The Canadian company STO Union, on the other hand, creates a kind of confessional documentary theatre using simple technologies - tape recorders, slide projectors, a pitch shifter - and a minimal stage that focuses on the two performers. 7 Important Things investigates the life of one of its performers, George Acheson, a “failed utopian” who hit the hippy trail before becoming a punk and heroin addict and, finally, a hairdresser in Toronto.
The show examines the failure of the radical alternative society of the 1960s, which is here portrayed as an exercise in privileged rebellion that plunged ultimately into self-destructive nihilism. It’s a well-written show that Acheson and his co-creator Nadia Ross perform with intelligence and humour, and it mostly charmed its audience, including my theatre partner; but its bald intersection of the real and the theatrical led finally to a pop-psychology earnestness that ultimately left me cold.
When I hear media generalisations about Baby Boomers, Generation X and Y and so on presented as guides to reality, I begin to wonder what is really being questioned: and Acheson's final admission of love for his estranged and dead father, made at the suddenly sharp insistence of his interrogator, Ross, felt humiliating rather than moving, manipulated rather than achieved. There's a truth inside it, of course; but I felt it was a truth that elided too many questions.
A shorter version of this review is in today's Australian.
I too was left underwhelmed by this...as my colleague put it it was "beige theatre"
ReplyDeleteI have to say I am relieved to finally find someone who agreed with me on 7 important things. It too left me cold. I felt that both the content and the form I had heard and seen so many times before- I wasn't engaged on any level, swinging between boredom at the cliched political trajectory and embarrassed at the thin dramaturgy.
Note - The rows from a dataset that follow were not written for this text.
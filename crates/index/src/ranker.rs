//! Similarity ranking.
//!
//! A `Ranker` turns a query vector into the top-k stored documents. The scan
//! strategy is behind the trait so an approximate index can replace
//! `BruteForceRanker` without changing what callers see.

use crate::store::VectorStore;
use crate::types::{Document, ScoredResult};
use std::cmp::Ordering;
use std::sync::atomic::{AtomicU64, Ordering as AtomicOrdering};
use std::sync::Arc;
use vsearch_core::{AppError, AppResult};

/// Offset added to cosine similarity so scores fall in [0, 2].
pub const SCORE_OFFSET: f32 = 1.0;

/// Trait for ranking strategies.
pub trait Ranker: Send + Sync {
    /// Return at most `k` documents ordered by descending score.
    fn rank(&self, query: &[f32], k: usize) -> AppResult<Vec<ScoredResult>>;

    /// Short name of the strategy, for logs.
    fn strategy(&self) -> &str;
}

/// Exact ranker that scores every stored document.
pub struct BruteForceRanker {
    store: Arc<dyn VectorStore>,
    skipped: AtomicU64,
}

impl BruteForceRanker {
    pub fn new(store: Arc<dyn VectorStore>) -> Self {
        Self {
            store,
            skipped: AtomicU64::new(0),
        }
    }

    /// Documents skipped for malformed embeddings since this ranker was created.
    pub fn skipped_total(&self) -> u64 {
        self.skipped.load(AtomicOrdering::Relaxed)
    }

    fn score_all(&self, query: &[f32], documents: Vec<Document>) -> Vec<(u64, ScoredResult)> {
        let dimensions = query.len();
        let query_norm = norm(query);
        let mut scored = Vec::with_capacity(documents.len());

        for doc in documents {
            if doc.embedding.len() != dimensions {
                self.report_skip(&doc, &format!(
                    "embedding has {} dimensions, expected {}",
                    doc.embedding.len(),
                    dimensions
                ));
                continue;
            }

            if !doc.embedding.iter().all(|x| x.is_finite()) {
                self.report_skip(&doc, "embedding contains non-finite values");
                continue;
            }

            let score = cosine_score(query, query_norm, &doc.embedding);

            scored.push((
                doc.seq,
                ScoredResult {
                    id: doc.id,
                    text: doc.text,
                    score,
                },
            ));
        }

        scored
    }

    fn report_skip(&self, doc: &Document, reason: &str) {
        let total = self.skipped.fetch_add(1, AtomicOrdering::Relaxed) + 1;
        tracing::warn!(
            doc_id = %doc.id,
            seq = doc.seq,
            skipped_total = total,
            "Skipping document during ranking: {}",
            reason
        );
    }
}

impl Ranker for BruteForceRanker {
    fn rank(&self, query: &[f32], k: usize) -> AppResult<Vec<ScoredResult>> {
        let dimensions = self.store.dimensions();
        if query.len() != dimensions {
            return Err(AppError::DimensionMismatch {
                expected: dimensions,
                actual: query.len(),
            });
        }

        if !query.iter().all(|x| x.is_finite()) {
            return Err(AppError::Encoding(
                "Query embedding contains non-finite values".to_string(),
            ));
        }

        if k == 0 {
            return Ok(Vec::new());
        }

        let documents = self.store.all()?;
        let candidates = documents.len();
        let mut scored = self.score_all(query, documents);

        // Descending score, then first-inserted first
        scored.sort_by(|(seq_a, a), (seq_b, b)| {
            b.score
                .partial_cmp(&a.score)
                .unwrap_or(Ordering::Equal)
                .then_with(|| seq_a.cmp(seq_b))
        });
        scored.truncate(k);

        tracing::debug!(
            "Ranked {} documents, returning {} (requested top-{})",
            candidates,
            scored.len(),
            k
        );

        Ok(scored.into_iter().map(|(_, result)| result).collect())
    }

    fn strategy(&self) -> &str {
        "brute-force"
    }
}

fn norm(v: &[f32]) -> f64 {
    v.iter().map(|&x| x as f64 * x as f64).sum::<f64>().sqrt()
}

/// Cosine similarity shifted by `SCORE_OFFSET`.
///
/// Accumulates in f64 so large finite components cannot overflow. Cosine is
/// undefined when either vector has zero length; that case maps to the
/// midpoint score 1.0.
pub fn cosine_score(query: &[f32], query_norm: f64, embedding: &[f32]) -> f32 {
    let embedding_norm = norm(embedding);
    if query_norm == 0.0 || embedding_norm == 0.0 {
        return SCORE_OFFSET;
    }

    let dot: f64 = query
        .iter()
        .zip(embedding)
        .map(|(&q, &e)| q as f64 * e as f64)
        .sum();
    let cosine = (dot / (query_norm * embedding_norm)).clamp(-1.0, 1.0);
    cosine as f32 + SCORE_OFFSET
}
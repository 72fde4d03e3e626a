//! Text encoders.
//!
//! Turns text into fixed-dimension embedding vectors. Providers are selected by
//! name from the index configuration and shared behind `Arc<dyn EmbeddingProvider>`.

pub mod config;
pub mod provider;
pub mod providers;

pub use config::EmbeddingConfig;
pub use provider::{create_provider, EmbeddingProvider};

/// Scale a vector to unit length in place. Zero vectors are left unchanged.
pub fn normalize(embedding: &mut [f32]) {
    let norm: f32 = embedding.iter().map(|x| x * x).sum::<f32>().sqrt();
    if norm > 0.0 {
        for v in embedding.iter_mut() {
            *v /= norm;
        }
    }
}
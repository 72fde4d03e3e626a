//! Cross-module tests and the test doubles they share.

mod pipeline;
mod ranking;

use crate::embeddings::EmbeddingProvider;
use crate::store::{content_hash, VectorStore};
use crate::types::Document;
use std::sync::atomic::{AtomicUsize, Ordering};
use std::sync::RwLock;
use vsearch_core::{AppError, AppResult};

/// Encoder with one dimension per vocabulary word; text maps to word counts.
///
/// Unknown words are ignored, so texts sharing vocabulary words are the only
/// ones with non-zero similarity. Texts containing `poison` fail to encode;
/// texts containing `short` encode to a vector one dimension too small.
#[derive(Debug)]
pub(crate) struct WordOverlapEncoder {
    vocabulary: Vec<&'static str>,
    poison: Option<&'static str>,
    short: Option<&'static str>,
    batch_calls: AtomicUsize,
}

impl WordOverlapEncoder {
    pub(crate) fn new(vocabulary: &[&'static str]) -> Self {
        Self {
            vocabulary: vocabulary.to_vec(),
            poison: None,
            short: None,
            batch_calls: AtomicUsize::new(0),
        }
    }

    pub(crate) fn failing_on(mut self, poison: &'static str) -> Self {
        self.poison = Some(poison);
        self
    }

    pub(crate) fn short_on(mut self, short: &'static str) -> Self {
        self.short = Some(short);
        self
    }

    pub(crate) fn batch_calls(&self) -> usize {
        self.batch_calls.load(Ordering::SeqCst)
    }

    fn encode(&self, text: &str) -> AppResult<Vec<f32>> {
        if let Some(poison) = self.poison {
            if text.contains(poison) {
                return Err(AppError::Encoding(format!("cannot encode '{}'", text)));
            }
        }

        let mut embedding = vec![0.0; self.vocabulary.len()];
        for word in text.split_whitespace() {
            if let Some(idx) = self.vocabulary.iter().position(|v| *v == word) {
                embedding[idx] += 1.0;
            }
        }
        if self.short.is_some_and(|short| text.contains(short)) {
            embedding.pop();
        }
        Ok(embedding)
    }
}

#[async_trait::async_trait]
impl EmbeddingProvider for WordOverlapEncoder {
    fn provider_name(&self) -> &str {
        "word-overlap"
    }

    fn model_name(&self) -> &str {
        "test"
    }

    fn dimensions(&self) -> usize {
        self.vocabulary.len()
    }

    async fn embed_batch(&self, texts: &[String]) -> AppResult<Vec<Vec<f32>>> {
        self.batch_calls.fetch_add(1, Ordering::SeqCst);
        texts.iter().map(|t| self.encode(t)).collect()
    }
}

/// In-memory store that accepts any document, including malformed ones.
pub(crate) struct FixtureStore {
    dimensions: usize,
    documents: RwLock<Vec<Document>>,
}

impl FixtureStore {
    pub(crate) fn new(dimensions: usize, documents: Vec<Document>) -> Self {
        Self {
            dimensions,
            documents: RwLock::new(documents),
        }
    }
}

impl VectorStore for FixtureStore {
    fn dimensions(&self) -> usize {
        self.dimensions
    }

    fn put(&self, id: &str, text: &str, embedding: &[f32]) -> AppResult<()> {
        let mut documents = self.documents.write().unwrap();
        let seq = documents.len() as u64;
        documents.push(Document {
            id: id.to_string(),
            text: text.to_string(),
            embedding: embedding.to_vec(),
            seq,
        });
        Ok(())
    }

    fn all(&self) -> AppResult<Vec<Document>> {
        Ok(self.documents.read().unwrap().clone())
    }

    fn exists(&self, id: &str) -> AppResult<bool> {
        Ok(self.documents.read().unwrap().iter().any(|d| d.id == id))
    }

    fn len(&self) -> AppResult<usize> {
        Ok(self.documents.read().unwrap().len())
    }

    fn content_hash(&self, id: &str) -> AppResult<Option<String>> {
        Ok(self
            .documents
            .read()
            .unwrap()
            .iter()
            .rev()
            .find(|d| d.id == id)
            .map(|d| content_hash(&d.text)))
    }
}

/// Store wrapper whose first `failures` puts fail as unavailable.
pub(crate) struct FlakyStore<S: VectorStore> {
    inner: S,
    remaining_failures: AtomicUsize,
    put_calls: AtomicUsize,
}

impl<S: VectorStore> FlakyStore<S> {
    pub(crate) fn new(inner: S, failures: usize) -> Self {
        Self {
            inner,
            remaining_failures: AtomicUsize::new(failures),
            put_calls: AtomicUsize::new(0),
        }
    }

    pub(crate) fn put_calls(&self) -> usize {
        self.put_calls.load(Ordering::SeqCst)
    }
}

impl<S: VectorStore> VectorStore for FlakyStore<S> {
    fn dimensions(&self) -> usize {
        self.inner.dimensions()
    }

    fn put(&self, id: &str, text: &str, embedding: &[f32]) -> AppResult<()> {
        self.put_calls.fetch_add(1, Ordering::SeqCst);
        let failing = self
            .remaining_failures
            .fetch_update(Ordering::SeqCst, Ordering::SeqCst, |n| n.checked_sub(1))
            .is_ok();
        if failing {
            return Err(AppError::StoreUnavailable("disk went away".to_string()));
        }
        self.inner.put(id, text, embedding)
    }

    fn all(&self) -> AppResult<Vec<Document>> {
        self.inner.all()
    }

    fn exists(&self, id: &str) -> AppResult<bool> {
        self.inner.exists(id)
    }

    fn len(&self) -> AppResult<usize> {
        self.inner.len()
    }

    fn content_hash(&self, id: &str) -> AppResult<Option<String>> {
        self.inner.content_hash(id)
    }
}

/// Build a document for fixture stores.
pub(crate) fn doc(id: &str, embedding: Vec<f32>, seq: u64) -> Document {
    Document {
        id: id.to_string(),
        text: format!("text of {}", id),
        embedding,
        seq,
    }
}
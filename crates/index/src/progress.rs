//! Structured progress reporting for ingestion.
//!
//! Provides observable, incremental feedback while a batch is read, encoded
//! and stored.

use std::sync::Arc;
use std::time::Instant;

/// Progress event emitted during ingestion.
#[derive(Debug, Clone)]
pub struct ProgressEvent {
    /// Phase of the operation: "embed", "index", "done"
    pub phase: String,

    /// Records handled so far
    pub current: u64,

    /// Total expected work (if known)
    pub total: Option<u64>,

    /// Percentage complete (0.0 - 100.0)
    pub percentage: Option<f64>,

    /// Human-readable message
    pub message: String,

    /// Elapsed time since the reporter was created
    pub elapsed_secs: Option<f64>,
}

impl ProgressEvent {
    pub fn new(
        phase: impl Into<String>,
        current: u64,
        total: Option<u64>,
        message: impl Into<String>,
    ) -> Self {
        let percentage = total.map(|t| {
            if t > 0 {
                (current as f64 / t as f64) * 100.0
            } else {
                0.0
            }
        });

        Self {
            phase: phase.into(),
            current,
            total,
            percentage,
            message: message.into(),
            elapsed_secs: None,
        }
    }

    pub fn with_elapsed(mut self, elapsed_secs: f64) -> Self {
        self.elapsed_secs = Some(elapsed_secs);
        self
    }

    /// Format as a simple user-facing line.
    pub fn format_simple(&self) -> String {
        let progress = match self.total {
            Some(total) => format!("{}/{}", self.current, total),
            None => self.current.to_string(),
        };

        let pct = self
            .percentage
            .map(|p| format!(" ({:.0}%)", p))
            .unwrap_or_default();

        format!("[{}] {}{} - {}", self.phase, progress, pct, self.message)
    }
}

/// Callback for progress events.
pub type ProgressCallback = Arc<dyn Fn(ProgressEvent) + Send + Sync>;

/// Progress reporter that emits events through a callback.
#[derive(Clone)]
pub struct ProgressReporter {
    callback: Option<ProgressCallback>,
    start_time: Instant,
}

impl ProgressReporter {
    pub fn new(callback: ProgressCallback) -> Self {
        Self {
            callback: Some(callback),
            start_time: Instant::now(),
        }
    }

    /// Create a no-op reporter (no events emitted).
    pub fn noop() -> Self {
        Self {
            callback: None,
            start_time: Instant::now(),
        }
    }

    pub fn emit(&self, event: ProgressEvent) {
        if let Some(callback) = &self.callback {
            let elapsed = self.start_time.elapsed().as_secs_f64();
            let event = event.with_elapsed(elapsed);

            tracing::debug!(
                phase = %event.phase,
                current = event.current,
                total = ?event.total,
                message = %event.message,
                elapsed_secs = elapsed,
                "Progress event"
            );

            callback(event);
        }
    }

    /// A batch of records is about to be encoded.
    pub fn embed(&self, current: u64, batch_len: usize, model: &str) {
        self.emit(ProgressEvent::new(
            "embed",
            current,
            None,
            format!("encoding {} records with {}", batch_len, model),
        ));
    }

    /// Records have been written to the store.
    pub fn index(&self, current: u64, failures: usize) {
        self.emit(ProgressEvent::new(
            "index",
            current,
            None,
            format!("{} failures so far", failures),
        ));
    }

    /// The source is exhausted.
    pub fn done(&self, total: u64, indexed: u64) {
        self.emit(ProgressEvent::new(
            "done",
            indexed,
            Some(total),
            "ingestion finished",
        ));
    }
}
ReplyDeleteAnd yet so many people I talked to liked it! No! Loved it! I'm used to a variety of opinion amongst my peers but all, without reserve, admitted to tears, ovations, cries of recognition, recovery sessions. I had begun to feel that perhaps I'd seen a different show, or was indeed the callous bastard they labelled me ages ago. In fact perhaps I am, and I've just found other ones- the internet being quite good for that.